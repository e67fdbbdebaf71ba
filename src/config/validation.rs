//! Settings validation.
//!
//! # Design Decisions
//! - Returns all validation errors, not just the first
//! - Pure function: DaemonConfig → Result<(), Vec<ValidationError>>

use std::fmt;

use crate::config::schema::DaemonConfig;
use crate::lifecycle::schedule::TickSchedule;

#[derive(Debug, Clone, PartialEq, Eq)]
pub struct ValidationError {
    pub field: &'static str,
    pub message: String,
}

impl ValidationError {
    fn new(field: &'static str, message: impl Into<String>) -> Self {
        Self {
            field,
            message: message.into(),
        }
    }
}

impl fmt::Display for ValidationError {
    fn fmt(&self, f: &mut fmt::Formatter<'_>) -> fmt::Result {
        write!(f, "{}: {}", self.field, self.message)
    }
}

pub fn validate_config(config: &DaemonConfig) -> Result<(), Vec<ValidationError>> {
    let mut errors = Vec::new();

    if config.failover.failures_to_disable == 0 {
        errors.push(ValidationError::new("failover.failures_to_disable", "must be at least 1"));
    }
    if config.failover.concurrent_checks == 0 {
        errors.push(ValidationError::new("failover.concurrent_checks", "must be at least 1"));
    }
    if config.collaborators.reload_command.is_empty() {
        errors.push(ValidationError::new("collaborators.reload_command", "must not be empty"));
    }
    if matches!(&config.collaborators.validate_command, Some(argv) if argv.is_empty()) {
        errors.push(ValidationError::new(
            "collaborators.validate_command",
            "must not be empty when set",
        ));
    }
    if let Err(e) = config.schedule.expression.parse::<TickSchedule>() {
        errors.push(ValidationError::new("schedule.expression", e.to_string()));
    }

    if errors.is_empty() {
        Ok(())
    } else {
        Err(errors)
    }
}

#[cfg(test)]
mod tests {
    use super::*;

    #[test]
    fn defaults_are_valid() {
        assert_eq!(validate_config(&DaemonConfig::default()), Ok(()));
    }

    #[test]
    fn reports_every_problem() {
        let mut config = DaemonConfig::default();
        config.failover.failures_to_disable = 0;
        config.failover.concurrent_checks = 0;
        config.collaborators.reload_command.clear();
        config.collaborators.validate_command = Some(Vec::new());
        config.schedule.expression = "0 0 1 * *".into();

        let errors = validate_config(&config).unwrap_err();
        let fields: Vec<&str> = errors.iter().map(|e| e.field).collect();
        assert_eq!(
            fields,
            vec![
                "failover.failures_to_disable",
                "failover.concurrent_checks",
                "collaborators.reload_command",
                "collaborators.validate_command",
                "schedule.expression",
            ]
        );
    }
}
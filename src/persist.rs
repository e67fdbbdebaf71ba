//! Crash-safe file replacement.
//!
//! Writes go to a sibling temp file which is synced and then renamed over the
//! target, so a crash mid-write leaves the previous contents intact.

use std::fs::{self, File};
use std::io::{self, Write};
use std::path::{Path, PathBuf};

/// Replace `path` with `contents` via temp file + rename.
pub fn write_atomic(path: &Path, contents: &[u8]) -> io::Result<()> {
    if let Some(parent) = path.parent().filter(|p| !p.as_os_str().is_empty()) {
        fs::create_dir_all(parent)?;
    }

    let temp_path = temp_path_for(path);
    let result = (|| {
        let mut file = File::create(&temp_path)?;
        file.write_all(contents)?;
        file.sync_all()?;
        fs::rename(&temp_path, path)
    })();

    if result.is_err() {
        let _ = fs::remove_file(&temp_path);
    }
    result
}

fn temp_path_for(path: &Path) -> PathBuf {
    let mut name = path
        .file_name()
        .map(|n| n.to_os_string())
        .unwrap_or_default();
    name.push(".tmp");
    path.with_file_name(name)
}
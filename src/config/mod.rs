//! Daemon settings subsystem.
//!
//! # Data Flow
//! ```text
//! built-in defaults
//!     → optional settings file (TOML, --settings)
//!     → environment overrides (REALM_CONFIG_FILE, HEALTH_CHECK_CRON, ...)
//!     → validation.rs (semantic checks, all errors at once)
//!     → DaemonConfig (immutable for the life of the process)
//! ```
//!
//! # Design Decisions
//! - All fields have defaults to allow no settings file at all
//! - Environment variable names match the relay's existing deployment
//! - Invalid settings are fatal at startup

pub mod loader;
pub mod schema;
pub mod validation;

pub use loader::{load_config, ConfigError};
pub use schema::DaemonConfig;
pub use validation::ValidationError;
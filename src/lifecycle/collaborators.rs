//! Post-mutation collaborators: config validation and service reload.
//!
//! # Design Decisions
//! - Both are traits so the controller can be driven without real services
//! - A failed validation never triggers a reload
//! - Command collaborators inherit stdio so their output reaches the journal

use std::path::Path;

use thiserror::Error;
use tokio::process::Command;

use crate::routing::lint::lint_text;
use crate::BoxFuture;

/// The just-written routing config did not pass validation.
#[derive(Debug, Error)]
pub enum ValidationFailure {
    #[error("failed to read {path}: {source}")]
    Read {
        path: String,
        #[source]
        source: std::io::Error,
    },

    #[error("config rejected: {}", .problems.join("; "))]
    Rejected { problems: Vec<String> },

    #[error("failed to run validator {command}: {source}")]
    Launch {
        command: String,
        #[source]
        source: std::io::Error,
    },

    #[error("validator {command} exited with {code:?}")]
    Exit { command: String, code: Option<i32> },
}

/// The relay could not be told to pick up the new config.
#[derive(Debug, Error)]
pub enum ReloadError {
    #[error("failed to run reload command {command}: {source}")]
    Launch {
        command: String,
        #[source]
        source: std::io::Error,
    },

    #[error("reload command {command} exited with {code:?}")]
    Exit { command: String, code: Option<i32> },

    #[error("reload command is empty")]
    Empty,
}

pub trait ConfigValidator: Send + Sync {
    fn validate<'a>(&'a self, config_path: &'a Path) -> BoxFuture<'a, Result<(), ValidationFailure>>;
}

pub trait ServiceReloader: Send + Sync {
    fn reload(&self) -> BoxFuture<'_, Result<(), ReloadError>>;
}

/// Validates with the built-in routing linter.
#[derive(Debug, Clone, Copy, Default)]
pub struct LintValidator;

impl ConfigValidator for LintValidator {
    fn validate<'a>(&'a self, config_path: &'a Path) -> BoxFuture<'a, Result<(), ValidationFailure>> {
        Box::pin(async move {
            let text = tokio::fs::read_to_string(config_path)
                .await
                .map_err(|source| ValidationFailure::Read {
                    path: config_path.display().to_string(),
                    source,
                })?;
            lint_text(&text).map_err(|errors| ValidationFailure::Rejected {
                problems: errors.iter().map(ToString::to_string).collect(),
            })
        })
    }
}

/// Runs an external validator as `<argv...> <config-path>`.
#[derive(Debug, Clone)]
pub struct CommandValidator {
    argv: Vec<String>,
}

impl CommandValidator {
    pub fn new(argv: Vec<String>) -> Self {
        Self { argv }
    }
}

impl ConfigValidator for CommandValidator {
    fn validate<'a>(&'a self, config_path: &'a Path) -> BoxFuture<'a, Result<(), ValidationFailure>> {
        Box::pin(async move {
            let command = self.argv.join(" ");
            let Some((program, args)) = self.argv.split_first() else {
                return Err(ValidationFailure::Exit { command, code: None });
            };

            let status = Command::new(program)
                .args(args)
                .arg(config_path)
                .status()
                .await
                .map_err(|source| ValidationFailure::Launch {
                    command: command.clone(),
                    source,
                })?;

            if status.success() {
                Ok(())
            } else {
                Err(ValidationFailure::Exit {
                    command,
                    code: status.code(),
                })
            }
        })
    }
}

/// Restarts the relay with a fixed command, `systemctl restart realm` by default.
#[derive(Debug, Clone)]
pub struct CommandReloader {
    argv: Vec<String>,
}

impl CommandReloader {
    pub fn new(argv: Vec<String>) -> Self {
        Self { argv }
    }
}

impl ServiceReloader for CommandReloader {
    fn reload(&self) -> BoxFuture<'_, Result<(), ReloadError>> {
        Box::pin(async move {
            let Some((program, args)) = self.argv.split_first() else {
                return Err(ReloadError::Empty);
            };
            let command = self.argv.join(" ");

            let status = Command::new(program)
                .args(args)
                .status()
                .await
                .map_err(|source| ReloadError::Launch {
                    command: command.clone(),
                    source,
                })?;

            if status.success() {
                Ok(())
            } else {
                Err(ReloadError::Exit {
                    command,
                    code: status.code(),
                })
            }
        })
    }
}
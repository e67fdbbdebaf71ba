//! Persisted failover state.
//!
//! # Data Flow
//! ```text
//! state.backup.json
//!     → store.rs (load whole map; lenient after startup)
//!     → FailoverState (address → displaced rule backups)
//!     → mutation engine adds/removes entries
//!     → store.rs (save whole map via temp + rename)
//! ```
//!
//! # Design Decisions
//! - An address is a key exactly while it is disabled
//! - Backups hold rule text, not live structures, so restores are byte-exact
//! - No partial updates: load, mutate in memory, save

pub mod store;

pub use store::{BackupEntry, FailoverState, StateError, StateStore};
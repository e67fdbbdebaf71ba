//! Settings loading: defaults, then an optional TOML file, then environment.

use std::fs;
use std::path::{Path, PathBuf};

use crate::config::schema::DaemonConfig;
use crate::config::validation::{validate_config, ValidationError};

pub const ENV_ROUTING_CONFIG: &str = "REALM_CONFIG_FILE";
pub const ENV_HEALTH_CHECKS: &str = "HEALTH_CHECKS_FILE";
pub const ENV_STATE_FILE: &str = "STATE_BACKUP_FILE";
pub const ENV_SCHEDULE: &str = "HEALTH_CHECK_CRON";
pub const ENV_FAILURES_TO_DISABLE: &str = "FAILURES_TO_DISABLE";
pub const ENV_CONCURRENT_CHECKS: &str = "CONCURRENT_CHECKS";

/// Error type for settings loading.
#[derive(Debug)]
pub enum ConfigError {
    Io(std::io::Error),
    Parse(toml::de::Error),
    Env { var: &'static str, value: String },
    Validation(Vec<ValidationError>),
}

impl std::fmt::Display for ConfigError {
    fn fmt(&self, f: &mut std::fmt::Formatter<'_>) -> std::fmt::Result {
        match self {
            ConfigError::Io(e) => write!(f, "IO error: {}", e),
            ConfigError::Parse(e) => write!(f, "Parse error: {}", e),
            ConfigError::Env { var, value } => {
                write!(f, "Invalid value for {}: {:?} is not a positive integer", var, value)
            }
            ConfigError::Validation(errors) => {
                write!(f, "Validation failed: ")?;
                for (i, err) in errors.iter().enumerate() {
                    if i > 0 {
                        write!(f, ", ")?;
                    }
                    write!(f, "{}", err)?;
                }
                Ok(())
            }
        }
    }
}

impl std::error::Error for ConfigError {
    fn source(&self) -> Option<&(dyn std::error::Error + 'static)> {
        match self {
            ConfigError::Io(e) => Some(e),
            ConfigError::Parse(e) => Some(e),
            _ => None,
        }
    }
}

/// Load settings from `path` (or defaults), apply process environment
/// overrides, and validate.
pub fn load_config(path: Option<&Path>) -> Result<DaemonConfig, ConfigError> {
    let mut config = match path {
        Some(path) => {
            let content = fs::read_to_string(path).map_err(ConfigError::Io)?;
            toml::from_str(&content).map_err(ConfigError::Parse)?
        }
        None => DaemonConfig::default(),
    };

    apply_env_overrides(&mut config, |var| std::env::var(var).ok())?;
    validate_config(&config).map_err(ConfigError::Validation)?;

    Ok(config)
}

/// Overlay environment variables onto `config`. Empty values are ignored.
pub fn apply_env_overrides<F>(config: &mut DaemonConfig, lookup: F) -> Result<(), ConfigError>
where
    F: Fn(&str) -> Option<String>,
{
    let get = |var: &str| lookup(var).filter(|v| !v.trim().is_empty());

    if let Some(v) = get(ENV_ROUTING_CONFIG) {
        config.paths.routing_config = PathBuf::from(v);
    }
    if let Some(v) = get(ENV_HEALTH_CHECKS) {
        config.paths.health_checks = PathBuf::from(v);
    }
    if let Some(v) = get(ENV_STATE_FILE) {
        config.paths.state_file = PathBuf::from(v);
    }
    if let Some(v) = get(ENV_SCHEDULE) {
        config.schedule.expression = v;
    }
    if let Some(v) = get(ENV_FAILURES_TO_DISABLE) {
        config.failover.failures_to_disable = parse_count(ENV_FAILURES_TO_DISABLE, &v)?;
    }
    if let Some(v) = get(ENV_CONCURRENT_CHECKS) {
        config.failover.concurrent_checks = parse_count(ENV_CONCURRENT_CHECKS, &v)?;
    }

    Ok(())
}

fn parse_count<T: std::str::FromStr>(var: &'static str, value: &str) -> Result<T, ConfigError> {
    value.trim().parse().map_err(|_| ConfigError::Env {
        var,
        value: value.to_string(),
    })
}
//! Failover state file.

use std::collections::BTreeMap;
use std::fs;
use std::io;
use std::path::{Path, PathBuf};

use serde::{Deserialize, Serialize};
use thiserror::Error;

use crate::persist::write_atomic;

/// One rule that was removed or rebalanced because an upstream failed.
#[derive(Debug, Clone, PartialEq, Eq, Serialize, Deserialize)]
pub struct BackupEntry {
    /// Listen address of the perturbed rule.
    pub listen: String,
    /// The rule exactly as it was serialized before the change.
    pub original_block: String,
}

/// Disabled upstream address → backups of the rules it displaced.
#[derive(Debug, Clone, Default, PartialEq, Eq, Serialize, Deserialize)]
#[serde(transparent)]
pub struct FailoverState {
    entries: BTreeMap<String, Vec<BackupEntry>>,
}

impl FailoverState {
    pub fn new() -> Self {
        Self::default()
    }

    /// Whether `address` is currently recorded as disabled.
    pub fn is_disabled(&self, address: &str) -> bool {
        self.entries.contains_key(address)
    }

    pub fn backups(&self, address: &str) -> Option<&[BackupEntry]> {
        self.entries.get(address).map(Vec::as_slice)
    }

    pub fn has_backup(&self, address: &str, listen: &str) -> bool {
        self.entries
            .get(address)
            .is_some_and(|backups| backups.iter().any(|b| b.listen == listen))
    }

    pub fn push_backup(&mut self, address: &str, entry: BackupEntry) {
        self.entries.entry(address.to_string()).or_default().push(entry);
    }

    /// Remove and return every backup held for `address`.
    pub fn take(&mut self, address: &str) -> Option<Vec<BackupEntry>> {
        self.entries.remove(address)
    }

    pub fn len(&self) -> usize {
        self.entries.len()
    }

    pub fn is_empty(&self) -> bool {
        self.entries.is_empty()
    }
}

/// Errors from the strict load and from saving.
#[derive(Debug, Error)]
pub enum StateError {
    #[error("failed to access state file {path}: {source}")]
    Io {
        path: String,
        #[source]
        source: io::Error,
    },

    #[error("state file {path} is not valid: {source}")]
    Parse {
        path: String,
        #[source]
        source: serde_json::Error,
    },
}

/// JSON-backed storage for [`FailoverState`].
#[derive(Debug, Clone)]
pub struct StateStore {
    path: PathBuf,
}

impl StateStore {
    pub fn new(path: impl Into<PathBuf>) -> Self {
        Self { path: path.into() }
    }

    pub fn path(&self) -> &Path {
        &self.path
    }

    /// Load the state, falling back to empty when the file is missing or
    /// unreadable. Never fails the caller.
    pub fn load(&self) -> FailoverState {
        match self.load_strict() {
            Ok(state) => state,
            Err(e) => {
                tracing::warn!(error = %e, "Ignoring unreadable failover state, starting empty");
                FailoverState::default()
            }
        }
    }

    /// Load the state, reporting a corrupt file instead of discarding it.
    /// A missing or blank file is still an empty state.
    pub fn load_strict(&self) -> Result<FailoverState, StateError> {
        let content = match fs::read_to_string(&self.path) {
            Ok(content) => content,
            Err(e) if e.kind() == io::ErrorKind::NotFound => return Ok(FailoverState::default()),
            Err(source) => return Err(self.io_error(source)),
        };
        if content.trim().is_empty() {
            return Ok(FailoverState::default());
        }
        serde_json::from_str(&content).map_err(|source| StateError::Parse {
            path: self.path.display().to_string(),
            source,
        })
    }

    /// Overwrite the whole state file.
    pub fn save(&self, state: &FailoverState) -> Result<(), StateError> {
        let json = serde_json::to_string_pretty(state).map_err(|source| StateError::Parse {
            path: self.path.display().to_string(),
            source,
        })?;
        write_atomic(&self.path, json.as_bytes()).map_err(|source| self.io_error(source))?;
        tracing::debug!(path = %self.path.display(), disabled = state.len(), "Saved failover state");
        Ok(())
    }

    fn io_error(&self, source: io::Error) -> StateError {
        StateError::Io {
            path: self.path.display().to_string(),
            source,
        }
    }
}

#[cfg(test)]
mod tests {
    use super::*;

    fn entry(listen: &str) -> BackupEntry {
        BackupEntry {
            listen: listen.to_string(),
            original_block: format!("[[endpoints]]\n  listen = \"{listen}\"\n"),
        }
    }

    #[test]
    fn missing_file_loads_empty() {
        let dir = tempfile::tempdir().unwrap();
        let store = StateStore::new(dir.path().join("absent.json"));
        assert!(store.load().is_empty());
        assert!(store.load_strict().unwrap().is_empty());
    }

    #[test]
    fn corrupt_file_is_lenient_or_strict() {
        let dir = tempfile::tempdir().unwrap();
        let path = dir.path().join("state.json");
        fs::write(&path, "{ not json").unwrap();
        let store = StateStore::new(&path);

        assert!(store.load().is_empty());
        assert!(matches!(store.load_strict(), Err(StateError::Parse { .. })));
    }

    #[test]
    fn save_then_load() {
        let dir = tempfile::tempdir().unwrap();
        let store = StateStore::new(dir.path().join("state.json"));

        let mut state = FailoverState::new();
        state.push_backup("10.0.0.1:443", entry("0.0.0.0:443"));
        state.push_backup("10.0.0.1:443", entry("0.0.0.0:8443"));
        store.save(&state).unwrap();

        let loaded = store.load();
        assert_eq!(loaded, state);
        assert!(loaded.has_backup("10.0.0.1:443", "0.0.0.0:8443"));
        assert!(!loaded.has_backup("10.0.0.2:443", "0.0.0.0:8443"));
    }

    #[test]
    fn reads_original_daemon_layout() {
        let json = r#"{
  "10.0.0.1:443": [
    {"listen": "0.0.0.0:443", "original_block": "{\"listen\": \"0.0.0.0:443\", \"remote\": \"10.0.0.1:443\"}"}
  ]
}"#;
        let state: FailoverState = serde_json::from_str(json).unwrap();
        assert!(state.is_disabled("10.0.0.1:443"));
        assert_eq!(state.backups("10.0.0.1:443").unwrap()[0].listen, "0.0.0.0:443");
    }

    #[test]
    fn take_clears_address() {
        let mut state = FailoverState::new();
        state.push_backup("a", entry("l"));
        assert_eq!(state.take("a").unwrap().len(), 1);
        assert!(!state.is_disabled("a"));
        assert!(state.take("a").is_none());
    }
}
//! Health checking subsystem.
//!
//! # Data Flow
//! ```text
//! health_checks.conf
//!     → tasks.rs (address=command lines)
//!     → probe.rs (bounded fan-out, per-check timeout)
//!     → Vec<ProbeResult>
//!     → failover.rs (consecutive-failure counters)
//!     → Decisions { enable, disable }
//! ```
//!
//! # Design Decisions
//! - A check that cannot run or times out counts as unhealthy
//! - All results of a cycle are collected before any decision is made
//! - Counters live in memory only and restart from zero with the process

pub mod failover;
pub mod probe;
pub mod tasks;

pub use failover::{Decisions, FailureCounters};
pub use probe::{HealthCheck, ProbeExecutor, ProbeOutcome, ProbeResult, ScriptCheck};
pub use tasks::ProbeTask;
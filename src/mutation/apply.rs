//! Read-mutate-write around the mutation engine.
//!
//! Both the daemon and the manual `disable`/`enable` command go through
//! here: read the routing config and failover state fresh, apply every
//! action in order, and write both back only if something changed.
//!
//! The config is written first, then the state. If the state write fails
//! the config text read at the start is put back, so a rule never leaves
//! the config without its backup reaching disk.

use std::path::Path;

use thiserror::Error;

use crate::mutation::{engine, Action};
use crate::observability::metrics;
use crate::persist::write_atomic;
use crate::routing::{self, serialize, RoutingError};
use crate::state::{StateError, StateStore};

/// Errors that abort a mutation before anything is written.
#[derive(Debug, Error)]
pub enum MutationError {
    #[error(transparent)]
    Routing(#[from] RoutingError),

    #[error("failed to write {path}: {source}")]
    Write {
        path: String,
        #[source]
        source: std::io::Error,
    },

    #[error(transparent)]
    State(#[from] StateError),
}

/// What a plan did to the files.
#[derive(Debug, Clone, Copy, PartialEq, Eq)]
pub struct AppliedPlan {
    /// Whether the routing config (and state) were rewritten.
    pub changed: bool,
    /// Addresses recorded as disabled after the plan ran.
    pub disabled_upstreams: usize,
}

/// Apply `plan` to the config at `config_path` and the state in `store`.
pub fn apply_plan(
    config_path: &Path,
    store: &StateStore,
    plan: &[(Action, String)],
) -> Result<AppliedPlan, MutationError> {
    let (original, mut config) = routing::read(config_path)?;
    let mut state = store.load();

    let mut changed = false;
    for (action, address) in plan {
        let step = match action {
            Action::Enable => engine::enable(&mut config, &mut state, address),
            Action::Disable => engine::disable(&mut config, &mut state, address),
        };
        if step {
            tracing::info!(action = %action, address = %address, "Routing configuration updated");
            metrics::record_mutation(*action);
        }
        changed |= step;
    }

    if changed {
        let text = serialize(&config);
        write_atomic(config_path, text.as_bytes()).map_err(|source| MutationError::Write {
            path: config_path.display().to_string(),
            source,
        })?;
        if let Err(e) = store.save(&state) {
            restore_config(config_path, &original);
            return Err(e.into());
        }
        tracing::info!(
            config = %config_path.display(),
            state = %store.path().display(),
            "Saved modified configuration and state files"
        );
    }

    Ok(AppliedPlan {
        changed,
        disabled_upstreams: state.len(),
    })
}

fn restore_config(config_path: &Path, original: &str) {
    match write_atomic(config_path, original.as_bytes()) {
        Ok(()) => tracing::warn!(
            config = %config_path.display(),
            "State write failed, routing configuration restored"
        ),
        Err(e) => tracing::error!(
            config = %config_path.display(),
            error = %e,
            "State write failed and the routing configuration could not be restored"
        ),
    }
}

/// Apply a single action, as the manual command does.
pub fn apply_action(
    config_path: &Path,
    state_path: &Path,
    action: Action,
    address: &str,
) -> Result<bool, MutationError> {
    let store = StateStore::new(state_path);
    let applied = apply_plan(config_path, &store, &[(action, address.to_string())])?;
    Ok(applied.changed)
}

Assignment> Within the entries above, find the string "manual" and return each line that holds it.

Response to this task>
//! Both the daemon and the manual `disable`/`enable` command go through
/// Apply a single action, as the manual command does.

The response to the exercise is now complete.